Si una asignatura de música hace melodías estupendas, conscientes de que, como expresión de la creatividad humana, su poder apunta a los infinitos poderes creativos de Dios, es excelente. Si exige ensayar todos los domingos por la mañana antes de actuar en el partido de fútbol de esa tarde, contradice todo lo que representa una escuela católica, por mucha admiración que despierte su música.
Dado lo difícil que es alcanzarla, en las escuelas católicas se habla de “excelencia” más a menudo de lo que se hace realidad. Hablar es barato. Las páginas web llamativas son atrapantes. Convertir a alumnos abrumados por estímulos seculares en discípulos de Jesucristo es un gran reto. Y en el mundo de hoy, sólo puede lograrse si todas las partes de la vida escolar reflejan realmente la creencia de que Jesús es el camino, la verdad y la vida - y que nadie llega al Padre si no es a través de Él (Juan 14:6).
Casi todas las escuelas católicas creen que lo hacen. Sin embargo, las pruebas apuntan a lo contrario. No soy muy dado a utilizar puntos de referencia y estándares como medida del éxito de una educación católica (aunque la Asociación Nacional de Educación Católica [en inglés aquí], que tiene demasiada influencia en la educación diocesana y parroquial, ciertamente lo es), pero propondría una única métrica para determinar lo “excelente” en una escuela católica: la que más agudamente hable del objetivo de la formación de discípulos virtuosos de Jesucristo y cuántos alumnos, y sus familias, asisten a Misa cada domingo después de haber completado su educación. Si el número de asistentes no es sustancialmente mayor al graduarse que al matricularse, entonces la escuela no es excelente.

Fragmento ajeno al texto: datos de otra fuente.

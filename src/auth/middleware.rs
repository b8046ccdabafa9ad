//! Bearer-token middleware for the gateway.

use axum::{
    Json,
    body::Body,
    extract::State,
    http::{Request, StatusCode, header},
    middleware::Next,
    response::Response,
};
use std::sync::Arc;

use crate::gateway::{
    state::AppState,
    types::{ApiResponse, error_codes},
};

use super::AuthError;

/// Extracts and verifies the `Authorization: Bearer` token, then injects
/// the verified [`super::Claims`] as a request extension for handlers.
pub async fn bearer_auth_middleware(
    State(state): State<Arc<AppState>>,
    mut request: Request<Body>,
    next: Next,
) -> Result<Response, (StatusCode, Json<ApiResponse<()>>)> {
    let auth_header = request
        .headers()
        .get(header::AUTHORIZATION)
        .and_then(|h| h.to_str().ok())
        .ok_or((
            StatusCode::UNAUTHORIZED,
            Json(ApiResponse::<()>::error(
                error_codes::MISSING_AUTH,
                "Missing Authorization header",
            )),
        ))?;

    let token = auth_header.strip_prefix("Bearer ").ok_or((
        StatusCode::UNAUTHORIZED,
        Json(ApiResponse::<()>::error(
            error_codes::AUTH_FAILED,
            "Invalid token format",
        )),
    ))?;

    match state.tokens.verify_token(token) {
        Ok(claims) => {
            request.extensions_mut().insert(claims);
            Ok(next.run(request).await)
        }
        Err(AuthError::ExpiredToken) => Err((
            StatusCode::UNAUTHORIZED,
            Json(ApiResponse::<()>::error(
                error_codes::AUTH_FAILED,
                "Token has expired",
            )),
        )),
        Err(_) => Err((
            StatusCode::UNAUTHORIZED,
            Json(ApiResponse::<()>::error(
                error_codes::AUTH_FAILED,
                "Invalid token",
            )),
        )),
    }
}
//! Transfer row accessors.

use sqlx::PgExecutor;

use super::error::{StoreError, classify};
use super::models::Transfer;

pub struct TransferRepository;

impl TransferRepository {
    pub async fn create<'e>(
        exec: impl PgExecutor<'e>,
        from_account_id: i64,
        to_account_id: i64,
        amount: i64,
    ) -> Result<Transfer, StoreError> {
        sqlx::query_as(
            r#"INSERT INTO transfers (from_account_id, to_account_id, amount)
               VALUES ($1, $2, $3)
               RETURNING id, from_account_id, to_account_id, amount, created_at"#,
        )
        .bind(from_account_id)
        .bind(to_account_id)
        .bind(amount)
        .fetch_one(exec)
        .await
        .map_err(classify)
    }

    pub async fn get<'e>(exec: impl PgExecutor<'e>, id: i64) -> Result<Transfer, StoreError> {
        sqlx::query_as(
            r#"SELECT id, from_account_id, to_account_id, amount, created_at
               FROM transfers WHERE id = $1"#,
        )
        .bind(id)
        .fetch_one(exec)
        .await
        .map_err(classify)
    }

    pub async fn list<'e>(
        exec: impl PgExecutor<'e>,
        limit: i64,
        offset: i64,
    ) -> Result<Vec<Transfer>, StoreError> {
        sqlx::query_as(
            r#"SELECT id, from_account_id, to_account_id, amount, created_at
               FROM transfers ORDER BY id LIMIT $1 OFFSET $2"#,
        )
        .bind(limit)
        .bind(offset)
        .fetch_all(exec)
        .await
        .map_err(classify)
    }

    pub async fn list_by_from_account<'e>(
        exec: impl PgExecutor<'e>,
        from_account_id: i64,
        limit: i64,
        offset: i64,
    ) -> Result<Vec<Transfer>, StoreError> {
        sqlx::query_as(
            r#"SELECT id, from_account_id, to_account_id, amount, created_at
               FROM transfers WHERE from_account_id = $1
               ORDER BY id LIMIT $2 OFFSET $3"#,
        )
        .bind(from_account_id)
        .bind(limit)
        .bind(offset)
        .fetch_all(exec)
        .await
        .map_err(classify)
    }

    pub async fn list_by_to_account<'e>(
        exec: impl PgExecutor<'e>,
        to_account_id: i64,
        limit: i64,
        offset: i64,
    ) -> Result<Vec<Transfer>, StoreError> {
        sqlx::query_as(
            r#"SELECT id, from_account_id, to_account_id, amount, created_at
               FROM transfers WHERE to_account_id = $1
               ORDER BY id LIMIT $2 OFFSET $3"#,
        )
        .bind(to_account_id)
        .bind(limit)
        .bind(offset)
        .fetch_all(exec)
        .await
        .map_err(classify)
    }

    /// Administrative correction, exercised only by row-store tests.
    pub async fn update_amount<'e>(
        exec: impl PgExecutor<'e>,
        id: i64,
        amount: i64,
    ) -> Result<Transfer, StoreError> {
        sqlx::query_as(
            r#"UPDATE transfers SET amount = $2 WHERE id = $1
               RETURNING id, from_account_id, to_account_id, amount, created_at"#,
        )
        .bind(id)
        .bind(amount)
        .fetch_one(exec)
        .await
        .map_err(classify)
    }

    /// Search transfers touching any account whose owner matches the query,
    /// on either side of the movement.
    pub async fn search_by_account_owner<'e>(
        exec: impl PgExecutor<'e>,
        query: &str,
        limit: i64,
        offset: i64,
    ) -> Result<Vec<Transfer>, StoreError> {
        sqlx::query_as(
            r#"SELECT t.id, t.from_account_id, t.to_account_id, t.amount, t.created_at
               FROM transfers t
               JOIN accounts fa ON fa.id = t.from_account_id
               JOIN accounts ta ON ta.id = t.to_account_id
               WHERE fa.owner ILIKE '%' || $1 || '%'
                  OR ta.owner ILIKE '%' || $1 || '%'
               ORDER BY t.id LIMIT $2 OFFSET $3"#,
        )
        .bind(query)
        .bind(limit)
        .bind(offset)
        .fetch_all(exec)
        .await
        .map_err(classify)
    }

    pub async fn delete<'e>(exec: impl PgExecutor<'e>, id: i64) -> Result<(), StoreError> {
        sqlx::query("DELETE FROM transfers WHERE id = $1")
            .bind(id)
            .execute(exec)
            .await
            .map_err(classify)?;
        Ok(())
    }
}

Una escuela católica de excelencia ofrece a sus alumnos el estudio del mundo de Dios y de la Palabra de Dios. Como escribió San John Henry Newman, uno de los más grandes filósofos de la educación de la Iglesia, en su seminal Idea of a University (Idea de una Universidad): “Alcanzamos el cielo usando bien este mundo, aunque ha de pasar; perfeccionamos nuestra naturaleza, no deshaciéndola, sino añadiéndole lo que es más que naturaleza, y dirigiéndola hacia fines más altos que los suyos”.